Automated Cryptic Pocket Detection with Probe Occupancy Analysis
Category Paths
Follow one of these paths in the Orion user interface, to find the floe.
Product-based/Molecular Dynamics
Solution-based/Virtual-screening/Target Preparation
Solution-based/Hit to Lead/Target Preparation/Enhanced Sampling
Solution-based/Target Identification/Target Preparation/Pocket Detection
Solution-based/Hit to Lead/Target Preparation/Cryptic Pocket Detection
Role-based/Computational Chemist
Task-based/Target Prep & Analysis/Pocket Detection
Description
Caution: This floe can be expensive. This floe uses weighted ensemble molecular dynamics (WEMD) to sample the conformations of a target protein and performs a cryptic pocket search using probe occupancy analysis. The expense scales with the size of the target protein and the number of weighted ensemble molecular dynamics iterations performed. Note that the job can cost a few thousand dollars if the number of iterations for the simulation is too high (>500). For large systems (consisting of >400 residues), the job can cost a few thousand dollars for >50 iterations. In previous versions, this floe was run as a series of A1-C2 floes.
Promoted Parameters
Title in user interface (promoted name)
Input Data
Target Protein (data_in): A protein structure prepared by SPRUCE (preferred method).
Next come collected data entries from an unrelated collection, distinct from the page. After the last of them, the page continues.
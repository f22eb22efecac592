//! 带根顶点的算法基础
//!
//! 根顶点与目标顶点都用 `Option<V>` 表示，"未设置" 从不通过与默认值比较来推断，
//! 因为顶点类型的默认值本身可能就是一个合法顶点。

use std::fmt;
use std::hash::Hash;

use super::computation::{Algorithm, ComputationHost, ComputationObserver, ComputationState};
use super::error::{AlgorithmError, AlgorithmResult};

type SlotListener<V> = Box<dyn FnMut(Option<&V>) + Send>;

/// 可选顶点槽位，值变化时通知监听者
pub struct VertexSlot<V> {
    vertex: Option<V>,
    listeners: Vec<SlotListener<V>>,
}

impl<V: PartialEq> VertexSlot<V> {
    pub fn new() -> Self {
        Self {
            vertex: None,
            listeners: Vec::new(),
        }
    }

    /// 设置顶点；只有值发生变化时才通知
    pub fn set(&mut self, vertex: V) {
        if self.vertex.as_ref() == Some(&vertex) {
            return;
        }
        self.vertex = Some(vertex);
        self.notify();
    }

    /// 清除顶点
    pub fn clear(&mut self) {
        if self.vertex.take().is_some() {
            self.notify();
        }
    }

    pub fn get(&self) -> Option<&V> {
        self.vertex.as_ref()
    }

    pub fn is_set(&self) -> bool {
        self.vertex.is_some()
    }

    /// 注册变化监听者
    pub fn on_changed<F>(&mut self, listener: F)
    where
        F: FnMut(Option<&V>) + Send + 'static,
    {
        self.listeners.push(Box::new(listener));
    }

    fn notify(&mut self) {
        let current = self.vertex.as_ref();
        for listener in self.listeners.iter_mut() {
            listener(current);
        }
    }
}

impl<V: PartialEq> Default for VertexSlot<V> {
    fn default() -> Self {
        Self::new()
    }
}

impl<V: fmt::Debug> fmt::Debug for VertexSlot<V> {
    fn fmt(&self, f: &mut fmt::Formatter<'_>) -> fmt::Result {
        f.debug_struct("VertexSlot")
            .field("vertex", &self.vertex)
            .field("listeners", &self.listeners.len())
            .finish()
    }
}

/// 带根顶点的算法
pub trait RootedAlgorithm: ComputationHost {
    type Vertex: Clone + Eq + Hash + fmt::Debug;

    fn root_slot(&self) -> &VertexSlot<Self::Vertex>;

    fn root_slot_mut(&mut self) -> &mut VertexSlot<Self::Vertex>;

    /// 顶点是否属于被访问的图
    fn contains_vertex(&self, vertex: &Self::Vertex) -> bool;

    fn set_root(&mut self, root: Self::Vertex) {
        self.root_slot_mut().set(root);
    }

    fn clear_root(&mut self) {
        self.root_slot_mut().clear();
    }

    fn try_get_root(&self) -> Option<&Self::Vertex> {
        self.root_slot().get()
    }

    fn on_root_changed<F>(&mut self, listener: F)
    where
        F: FnMut(Option<&Self::Vertex>) + Send + 'static,
    {
        self.root_slot_mut().on_changed(listener);
    }

    /// 取出已设置且属于图的根顶点
    fn require_root(&self) -> AlgorithmResult<Self::Vertex> {
        let root = self.try_get_root().ok_or(AlgorithmError::RootNotSet)?;
        if !self.contains_vertex(root) {
            return Err(AlgorithmError::vertex_not_found(root));
        }
        Ok(root.clone())
    }

    /// 设置根顶点并运行
    fn compute_from<O>(
        &mut self,
        root: Self::Vertex,
        observer: &mut O,
    ) -> AlgorithmResult<ComputationState>
    where
        Self: Algorithm<O> + Sized,
        O: ComputationObserver,
    {
        if !self.contains_vertex(&root) {
            return Err(AlgorithmError::vertex_not_found(&root));
        }
        self.set_root(root);
        self.compute_with(observer)
    }
}

/// 带根顶点与目标顶点的搜索算法
pub trait RootedSearchAlgorithm: RootedAlgorithm {
    fn target_slot(&self) -> &VertexSlot<Self::Vertex>;

    fn target_slot_mut(&mut self) -> &mut VertexSlot<Self::Vertex>;

    fn set_target(&mut self, target: Self::Vertex) {
        self.target_slot_mut().set(target);
    }

    fn clear_target(&mut self) {
        self.target_slot_mut().clear();
    }

    fn try_get_target(&self) -> Option<&Self::Vertex> {
        self.target_slot().get()
    }

    fn on_target_changed<F>(&mut self, listener: F)
    where
        F: FnMut(Option<&Self::Vertex>) + Send + 'static,
    {
        self.target_slot_mut().on_changed(listener);
    }

    /// 设置根顶点与目标顶点并运行
    fn compute_between<O>(
        &mut self,
        root: Self::Vertex,
        target: Self::Vertex,
        observer: &mut O,
    ) -> AlgorithmResult<ComputationState>
    where
        Self: Algorithm<O> + Sized,
        O: ComputationObserver,
    {
        if !self.contains_vertex(&target) {
            return Err(AlgorithmError::vertex_not_found(&target));
        }
        self.set_target(target);
        self.compute_from(root, observer)
    }
}

#[cfg(test)]
mod tests {
    use super::*;
    use std::sync::{Arc, Mutex};

    #[test]
    fn test_slot_set_and_clear() {
        let mut slot: VertexSlot<i32> = VertexSlot::new();
        assert!(!slot.is_set());

        slot.set(0);
        assert_eq!(slot.get(), Some(&0));

        slot.clear();
        assert_eq!(slot.get(), None);
    }

    #[test]
    fn test_slot_notifies_only_on_change() {
        let seen = Arc::new(Mutex::new(Vec::new()));
        let sink = seen.clone();
        let mut slot: VertexSlot<i32> = VertexSlot::new();
        slot.on_changed(move |v| {
            sink.lock().expect("listener lock").push(v.copied());
        });

        slot.set(1);
        slot.set(1);
        slot.set(2);
        slot.clear();
        slot.clear();

        assert_eq!(
            *seen.lock().expect("listener lock"),
            vec![Some(1), Some(2), None]
        );
    }

    #[test]
    fn test_default_value_is_a_real_vertex() {
        // 0 是 i32 的默认值，但设置之后必须被视为已设置
        let mut slot: VertexSlot<i32> = VertexSlot::default();
        slot.set(i32::default());
        assert!(slot.is_set());
    }
}
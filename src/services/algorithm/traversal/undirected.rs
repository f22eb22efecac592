//! 无向与双向遍历
//!
//! 边可以从任一端点走到，访问者会收到 `reversed` 标记。走到某个顶点的树边
//! 不会在该顶点处被再次检查，另一端已完成的边也不再检查，所以每条边在一次
//! 遍历中恰好被分类一次。

use std::collections::HashMap;

use super::color::GraphColor;
use super::engine::{AdjacentEdges, BfsCore, DfsCore, EdgeFilter, InOutEdges, Undirected};
use super::frontier::FifoFrontier;
use super::visitor::{UndirectedBfsVisitor, UndirectedDfsVisitor};
use crate::config::AlgorithmConfig;
use crate::core::{
    Algorithm, AlgorithmResult, Computation, ComputationHost, ComputationState, RootedAlgorithm,
    VertexSlot,
};
use crate::graph::{require_edge_identity, BidirectionalGraph, Graph, UndirectedGraph};

/// 无向图上的广度优先搜索
pub struct UndirectedBreadthFirstSearch<'g, G: Graph> {
    graph: &'g G,
    computation: Computation,
    root: VertexSlot<G::Vertex>,
    core: BfsCore<G::Vertex, FifoFrontier<G::Vertex>>,
    process_all_components: bool,
    edge_filter: Option<EdgeFilter<'g, G::Edge>>,
}

impl<'g, G: UndirectedGraph> UndirectedBreadthFirstSearch<'g, G> {
    pub fn new(graph: &'g G) -> Self {
        Self {
            graph,
            computation: Computation::new(),
            root: VertexSlot::new(),
            core: BfsCore::new(FifoFrontier::new()),
            process_all_components: false,
            edge_filter: None,
        }
    }

    pub fn sharing_cancellation(mut self, host: &Computation) -> Self {
        self.computation = Computation::sharing_cancellation(host);
        self
    }

    pub fn with_config(mut self, config: &AlgorithmConfig) -> Self {
        self.process_all_components = config.process_all_components;
        self
    }

    pub fn with_edge_filter<F>(mut self, filter: F) -> Self
    where
        F: Fn(Vec<&'g G::Edge>) -> Vec<&'g G::Edge> + 'g,
    {
        self.edge_filter = Some(Box::new(filter));
        self
    }

    pub fn set_process_all_components(&mut self, value: bool) {
        self.process_all_components = value;
    }

    pub fn colors(&self) -> &HashMap<G::Vertex, GraphColor> {
        self.core.colors()
    }

    pub fn vertex_color(&self, vertex: &G::Vertex) -> Option<GraphColor> {
        self.core.colors().get(vertex).copied()
    }

    pub fn compute(&mut self) -> AlgorithmResult<ComputationState> {
        self.compute_with(&mut ())
    }
}

impl<G: Graph> ComputationHost for UndirectedBreadthFirstSearch<'_, G> {
    fn computation(&self) -> &Computation {
        &self.computation
    }
}

impl<G: Graph> RootedAlgorithm for UndirectedBreadthFirstSearch<'_, G> {
    type Vertex = G::Vertex;

    fn root_slot(&self) -> &VertexSlot<G::Vertex> {
        &self.root
    }

    fn root_slot_mut(&mut self) -> &mut VertexSlot<G::Vertex> {
        &mut self.root
    }

    fn contains_vertex(&self, vertex: &G::Vertex) -> bool {
        self.graph.contains_vertex(vertex)
    }
}

impl<G, O> Algorithm<O> for UndirectedBreadthFirstSearch<'_, G>
where
    G: UndirectedGraph,
    O: UndirectedBfsVisitor<G::Vertex, G::Edge>,
{
    fn initialize(&mut self, observer: &mut O) -> AlgorithmResult<()> {
        require_edge_identity::<G::Edge>()?;
        self.core.initialize(self.graph, &mut Undirected(observer))
    }

    fn internal_compute(&mut self, observer: &mut O) -> AlgorithmResult<()> {
        let root = self.root.get().cloned();
        log::debug!("无向广度优先搜索开始, 根顶点: {:?}", root);
        self.core.run::<G, AdjacentEdges, _>(
            self.graph,
            root.as_ref(),
            self.process_all_components,
            self.edge_filter.as_ref(),
            &mut Undirected(observer),
            &self.computation,
        )
    }
}

/// 无向图上的深度优先搜索
pub struct UndirectedDepthFirstSearch<'g, G: Graph> {
    graph: &'g G,
    computation: Computation,
    root: VertexSlot<G::Vertex>,
    core: DfsCore<G::Vertex>,
    process_all_components: bool,
    edge_filter: Option<EdgeFilter<'g, G::Edge>>,
}

impl<'g, G: UndirectedGraph> UndirectedDepthFirstSearch<'g, G> {
    pub fn new(graph: &'g G) -> Self {
        Self {
            graph,
            computation: Computation::new(),
            root: VertexSlot::new(),
            core: DfsCore::new(),
            process_all_components: false,
            edge_filter: None,
        }
    }

    pub fn sharing_cancellation(mut self, host: &Computation) -> Self {
        self.computation = Computation::sharing_cancellation(host);
        self
    }

    pub fn with_config(mut self, config: &AlgorithmConfig) -> Self {
        self.process_all_components = config.process_all_components;
        self.core.set_max_depth(config.max_depth);
        self
    }

    pub fn with_edge_filter<F>(mut self, filter: F) -> Self
    where
        F: Fn(Vec<&'g G::Edge>) -> Vec<&'g G::Edge> + 'g,
    {
        self.edge_filter = Some(Box::new(filter));
        self
    }

    pub fn set_max_depth(&mut self, max_depth: Option<usize>) {
        self.core.set_max_depth(max_depth);
    }

    pub fn set_process_all_components(&mut self, value: bool) {
        self.process_all_components = value;
    }

    pub fn colors(&self) -> &HashMap<G::Vertex, GraphColor> {
        self.core.colors()
    }

    pub fn vertex_color(&self, vertex: &G::Vertex) -> Option<GraphColor> {
        self.core.colors().get(vertex).copied()
    }

    pub fn compute(&mut self) -> AlgorithmResult<ComputationState> {
        self.compute_with(&mut ())
    }
}

impl<G: Graph> ComputationHost for UndirectedDepthFirstSearch<'_, G> {
    fn computation(&self) -> &Computation {
        &self.computation
    }
}

impl<G: Graph> RootedAlgorithm for UndirectedDepthFirstSearch<'_, G> {
    type Vertex = G::Vertex;

    fn root_slot(&self) -> &VertexSlot<G::Vertex> {
        &self.root
    }

    fn root_slot_mut(&mut self) -> &mut VertexSlot<G::Vertex> {
        &mut self.root
    }

    fn contains_vertex(&self, vertex: &G::Vertex) -> bool {
        self.graph.contains_vertex(vertex)
    }
}

impl<G, O> Algorithm<O> for UndirectedDepthFirstSearch<'_, G>
where
    G: UndirectedGraph,
    O: UndirectedDfsVisitor<G::Vertex, G::Edge>,
{
    fn initialize(&mut self, observer: &mut O) -> AlgorithmResult<()> {
        require_edge_identity::<G::Edge>()?;
        self.core.initialize(self.graph, &mut Undirected(observer))
    }

    fn internal_compute(&mut self, observer: &mut O) -> AlgorithmResult<()> {
        let root = self.root.get().cloned();
        log::debug!("无向深度优先搜索开始, 根顶点: {:?}", root);
        self.core.run::<G, AdjacentEdges, _>(
            self.graph,
            root.as_ref(),
            self.process_all_components,
            self.edge_filter.as_ref(),
            &mut Undirected(observer),
            &self.computation,
        )
    }
}

/// 有向图上忽略方向的深度优先搜索：先出边，再入边
pub struct BidirectionalDepthFirstSearch<'g, G: Graph> {
    graph: &'g G,
    computation: Computation,
    root: VertexSlot<G::Vertex>,
    core: DfsCore<G::Vertex>,
    process_all_components: bool,
}

impl<'g, G: BidirectionalGraph> BidirectionalDepthFirstSearch<'g, G> {
    pub fn new(graph: &'g G) -> Self {
        Self {
            graph,
            computation: Computation::new(),
            root: VertexSlot::new(),
            core: DfsCore::new(),
            process_all_components: false,
        }
    }

    pub fn sharing_cancellation(mut self, host: &Computation) -> Self {
        self.computation = Computation::sharing_cancellation(host);
        self
    }

    pub fn with_config(mut self, config: &AlgorithmConfig) -> Self {
        self.process_all_components = config.process_all_components;
        self.core.set_max_depth(config.max_depth);
        self
    }

    pub fn set_max_depth(&mut self, max_depth: Option<usize>) {
        self.core.set_max_depth(max_depth);
    }

    pub fn set_process_all_components(&mut self, value: bool) {
        self.process_all_components = value;
    }

    pub fn colors(&self) -> &HashMap<G::Vertex, GraphColor> {
        self.core.colors()
    }

    pub fn vertex_color(&self, vertex: &G::Vertex) -> Option<GraphColor> {
        self.core.colors().get(vertex).copied()
    }

    pub fn compute(&mut self) -> AlgorithmResult<ComputationState> {
        self.compute_with(&mut ())
    }
}

impl<G: Graph> ComputationHost for BidirectionalDepthFirstSearch<'_, G> {
    fn computation(&self) -> &Computation {
        &self.computation
    }
}

impl<G: Graph> RootedAlgorithm for BidirectionalDepthFirstSearch<'_, G> {
    type Vertex = G::Vertex;

    fn root_slot(&self) -> &VertexSlot<G::Vertex> {
        &self.root
    }

    fn root_slot_mut(&mut self) -> &mut VertexSlot<G::Vertex> {
        &mut self.root
    }

    fn contains_vertex(&self, vertex: &G::Vertex) -> bool {
        self.graph.contains_vertex(vertex)
    }
}

impl<G, O> Algorithm<O> for BidirectionalDepthFirstSearch<'_, G>
where
    G: BidirectionalGraph,
    O: UndirectedDfsVisitor<G::Vertex, G::Edge>,
{
    fn initialize(&mut self, observer: &mut O) -> AlgorithmResult<()> {
        require_edge_identity::<G::Edge>()?;
        self.core.initialize(self.graph, &mut Undirected(observer))
    }

    fn internal_compute(&mut self, observer: &mut O) -> AlgorithmResult<()> {
        let root = self.root.get().cloned();
        log::debug!("双向深度优先搜索开始, 根顶点: {:?}", root);
        self.core.run::<G, InOutEdges, _>(
            self.graph,
            root.as_ref(),
            self.process_all_components,
            None,
            &mut Undirected(observer),
            &self.computation,
        )
    }
}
If more than one record is provided, only the first will be processed by this floe.
Required
Type: data_source
Output Data
Solvated and Equilibrated Protein (a1_data_out): Dataset to which to write the solvated and equilibrated protein.
Type: dataset_out
Default: Solvated and Equilibrated Protein
Output Dataset (a2_data_out): Dataset containing protein normal modes, their mode collectivity, and variance values.
Required
Type: dataset_out
Default: Protein Normal Modes
Output Dataset (a3_data_out): Output dataset containing the current iteration number, simulation settings, and a reference design unit. This dataset contains only one record and can be viewed on the Orion 3D & Analyze page to track the total number of iterations that have been completed.
Required
Type: dataset_out
Default: Protein Sampling Summary Table
Collection Name (a3a_collection_name): Name of the collection to create.
Required
Type: collection_sink
Default: Protein Sampling Data
Failure Report (failure_report): Output report to generate upon failure.
Type: string
Default: Failure Report
Floe Report Output Collection (floe_report_out_a4):
Required
Type: string
Default: Weighted Ensemble MD Analysis Floe Report
Pocket Receptors (pocket_receptors_dataset): A dataset containing one or two receptors for each pocket identified using probe occupancy analysis. The dataset can be visualized on the 3D & Analyze page with 3D layout.
Required
Type: dataset_out
Default: Pocket Receptors (Probe Occupancy Analysis)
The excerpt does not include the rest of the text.